Segment Open
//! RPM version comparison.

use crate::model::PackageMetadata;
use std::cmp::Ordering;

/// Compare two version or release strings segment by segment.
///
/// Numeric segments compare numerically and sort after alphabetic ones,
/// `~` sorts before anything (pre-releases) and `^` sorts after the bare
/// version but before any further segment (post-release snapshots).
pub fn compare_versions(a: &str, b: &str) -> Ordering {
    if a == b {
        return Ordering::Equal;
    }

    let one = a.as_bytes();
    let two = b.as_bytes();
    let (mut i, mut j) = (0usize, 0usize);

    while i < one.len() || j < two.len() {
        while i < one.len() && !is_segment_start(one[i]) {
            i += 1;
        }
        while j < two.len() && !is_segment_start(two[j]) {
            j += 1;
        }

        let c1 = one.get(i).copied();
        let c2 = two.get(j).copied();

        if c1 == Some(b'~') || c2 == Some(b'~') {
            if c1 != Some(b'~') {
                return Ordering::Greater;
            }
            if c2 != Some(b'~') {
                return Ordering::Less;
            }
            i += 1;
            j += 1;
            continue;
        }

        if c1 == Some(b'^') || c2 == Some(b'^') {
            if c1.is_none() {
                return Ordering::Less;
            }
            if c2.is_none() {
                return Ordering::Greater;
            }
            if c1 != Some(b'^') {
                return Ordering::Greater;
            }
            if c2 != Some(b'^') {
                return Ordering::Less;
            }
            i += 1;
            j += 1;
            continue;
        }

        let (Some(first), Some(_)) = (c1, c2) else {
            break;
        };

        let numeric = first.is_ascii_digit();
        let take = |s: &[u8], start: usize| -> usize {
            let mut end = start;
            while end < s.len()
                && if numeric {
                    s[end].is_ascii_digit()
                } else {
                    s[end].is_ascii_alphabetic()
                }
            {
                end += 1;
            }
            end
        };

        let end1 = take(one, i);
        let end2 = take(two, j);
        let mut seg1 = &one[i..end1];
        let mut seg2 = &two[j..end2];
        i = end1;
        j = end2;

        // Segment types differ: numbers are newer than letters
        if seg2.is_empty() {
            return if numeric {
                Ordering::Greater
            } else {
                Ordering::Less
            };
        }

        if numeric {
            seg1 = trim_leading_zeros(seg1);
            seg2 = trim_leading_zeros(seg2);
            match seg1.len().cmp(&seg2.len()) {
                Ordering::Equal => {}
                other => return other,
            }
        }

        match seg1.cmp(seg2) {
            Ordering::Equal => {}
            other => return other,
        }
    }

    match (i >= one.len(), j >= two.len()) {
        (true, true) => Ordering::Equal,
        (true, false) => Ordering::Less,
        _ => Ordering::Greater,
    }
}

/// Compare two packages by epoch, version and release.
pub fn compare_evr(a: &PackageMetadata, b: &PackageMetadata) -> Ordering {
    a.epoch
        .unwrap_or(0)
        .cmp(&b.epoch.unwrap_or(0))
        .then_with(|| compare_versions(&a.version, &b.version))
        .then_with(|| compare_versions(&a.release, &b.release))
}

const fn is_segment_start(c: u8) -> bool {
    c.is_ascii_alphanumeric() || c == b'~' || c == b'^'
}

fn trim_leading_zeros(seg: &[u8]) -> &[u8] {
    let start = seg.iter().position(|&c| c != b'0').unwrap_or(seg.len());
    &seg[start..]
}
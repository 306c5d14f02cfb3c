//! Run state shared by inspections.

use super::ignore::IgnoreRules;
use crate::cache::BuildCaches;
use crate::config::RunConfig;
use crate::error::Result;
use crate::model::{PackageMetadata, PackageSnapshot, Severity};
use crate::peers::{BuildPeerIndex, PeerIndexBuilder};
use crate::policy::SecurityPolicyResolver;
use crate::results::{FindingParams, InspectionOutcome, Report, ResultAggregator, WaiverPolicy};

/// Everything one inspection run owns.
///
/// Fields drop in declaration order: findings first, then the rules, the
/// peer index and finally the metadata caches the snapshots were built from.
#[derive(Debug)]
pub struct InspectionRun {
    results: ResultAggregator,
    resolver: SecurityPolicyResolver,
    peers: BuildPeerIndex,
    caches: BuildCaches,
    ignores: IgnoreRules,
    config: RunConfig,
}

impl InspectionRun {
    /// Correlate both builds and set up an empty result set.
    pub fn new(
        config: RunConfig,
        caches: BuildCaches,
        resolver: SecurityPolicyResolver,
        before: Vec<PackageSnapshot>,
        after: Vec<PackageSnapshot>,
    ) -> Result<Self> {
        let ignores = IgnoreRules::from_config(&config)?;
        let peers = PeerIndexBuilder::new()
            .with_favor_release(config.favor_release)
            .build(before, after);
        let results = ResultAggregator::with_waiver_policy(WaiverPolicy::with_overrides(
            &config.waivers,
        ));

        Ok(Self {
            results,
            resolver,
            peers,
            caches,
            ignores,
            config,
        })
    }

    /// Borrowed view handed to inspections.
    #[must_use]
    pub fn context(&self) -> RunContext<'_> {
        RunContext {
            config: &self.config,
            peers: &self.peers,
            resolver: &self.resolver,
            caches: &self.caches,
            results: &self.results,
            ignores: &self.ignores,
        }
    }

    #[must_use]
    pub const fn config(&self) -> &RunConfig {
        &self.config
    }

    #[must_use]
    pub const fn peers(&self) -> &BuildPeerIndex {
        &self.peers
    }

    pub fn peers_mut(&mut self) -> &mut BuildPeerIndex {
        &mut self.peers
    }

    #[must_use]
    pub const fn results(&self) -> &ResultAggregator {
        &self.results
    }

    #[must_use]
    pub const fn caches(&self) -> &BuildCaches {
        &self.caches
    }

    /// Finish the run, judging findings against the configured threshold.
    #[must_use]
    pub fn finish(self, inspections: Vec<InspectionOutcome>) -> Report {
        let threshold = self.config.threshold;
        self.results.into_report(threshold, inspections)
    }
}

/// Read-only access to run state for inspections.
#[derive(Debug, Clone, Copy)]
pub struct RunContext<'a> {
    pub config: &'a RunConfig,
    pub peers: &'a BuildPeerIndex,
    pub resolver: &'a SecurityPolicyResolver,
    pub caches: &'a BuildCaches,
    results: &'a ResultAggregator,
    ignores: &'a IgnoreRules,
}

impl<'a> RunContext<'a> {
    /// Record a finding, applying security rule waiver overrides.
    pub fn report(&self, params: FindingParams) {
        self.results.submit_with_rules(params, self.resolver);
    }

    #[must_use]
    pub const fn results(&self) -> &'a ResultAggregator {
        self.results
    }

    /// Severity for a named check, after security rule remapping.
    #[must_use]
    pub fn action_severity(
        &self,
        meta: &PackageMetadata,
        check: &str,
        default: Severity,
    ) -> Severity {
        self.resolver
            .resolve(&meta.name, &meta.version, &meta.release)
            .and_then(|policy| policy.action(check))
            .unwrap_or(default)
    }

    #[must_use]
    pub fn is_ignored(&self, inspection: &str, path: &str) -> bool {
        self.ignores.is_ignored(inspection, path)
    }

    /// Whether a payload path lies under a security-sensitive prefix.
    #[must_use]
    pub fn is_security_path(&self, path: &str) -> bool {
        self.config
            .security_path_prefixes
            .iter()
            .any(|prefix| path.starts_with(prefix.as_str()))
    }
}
Segment Closed
◆ WORK REQUEST:
Word for word, reproduce the lines of the listing from the first one through the line containing "after the bare", and no more.

◆ SOLUTION TO THIS EXERCISE:
//! RPM version comparison.

use crate::model::PackageMetadata;
use std::cmp::Ordering;

/// Compare two version or release strings segment by segment.
///
/// Numeric segments compare numerically and sort after alphabetic ones,
/// `~` sorts before anything (pre-releases) and `^` sorts after the bare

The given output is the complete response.